Jason Syme

Personal information
- Full name: Jason Syme
- Born: 27 June 1972 (age 53) Dollar, Clackmannanshire, Scotland

Playing information

Rugby union
- Position: Lock, Number Eight
Club
| Years | Team | Pld | T | G | FG | P |
| 1998–01 | Kirkcaldy RFC |  |  |  |  |  |

Rugby league
Representative
| Years | Team | Pld | T | G | FG | P |
| 1996 | Scotland | 1 | 0 | 0 | 0 | 0 |
- Source:

= Jason Syme =

Scotland international rugby league & union footballer

Jason Syme (born 27 June 1972) is a Scottish former professional rugby league and rugby union footballer who played in the 1990s and 2000s.
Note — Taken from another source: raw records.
//! MCP Client — JSON-RPC over stdio and streamable HTTP for one MCP server.
//!
//! This module handles:
//! - Spawning a server child process or opening an HTTP session
//! - JSON-RPC 2.0 framing, correlation and per-call timeouts
//! - The `initialize` handshake and connection state
//! - Tool discovery, caching, and argument validation before any I/O
//!
//! `McpClient` is the entry point; `Connection` is the lower-level session.

pub mod client;
pub mod codec;
pub mod config;
pub mod connection;
pub mod dispatcher;
pub mod errors;
pub mod registry;
pub mod transport;
pub mod types;
pub mod validator;

#[cfg(test)]
mod test_support;

// Re-exports for convenience
pub use client::McpClient;
pub use config::{ConnectionOptions, ConnectionSettings, Manifest, ServerManifestEntry};
pub use connection::{Connection, ConnectionInfo, ConnectionState};
pub use errors::{ErrorKind, McpError};
pub use registry::{ToolRegistry, ToolSet};
pub use types::{ToolCallResult, ToolDefinition};
pub use validator::{ValidationError, ValidationMode};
He played representative level rugby league (RL) for Scotland, at club level for Central Centurions, and club level rugby union (RU) for Dunfermline RFC (two spells), Heriot's Rugby Club and Kirkcaldy RFC, as a lock, or number eight. Syme was a pupil at Dollar Academy during the 1980s, and was later a student in Dundee.

==International honours==
Jason Syme represented Scotland (RL); he played as an interchange/substitute in the 26-6 victory over Ireland at Firhill Stadium, Glasgow on Tuesday 6 August 1996.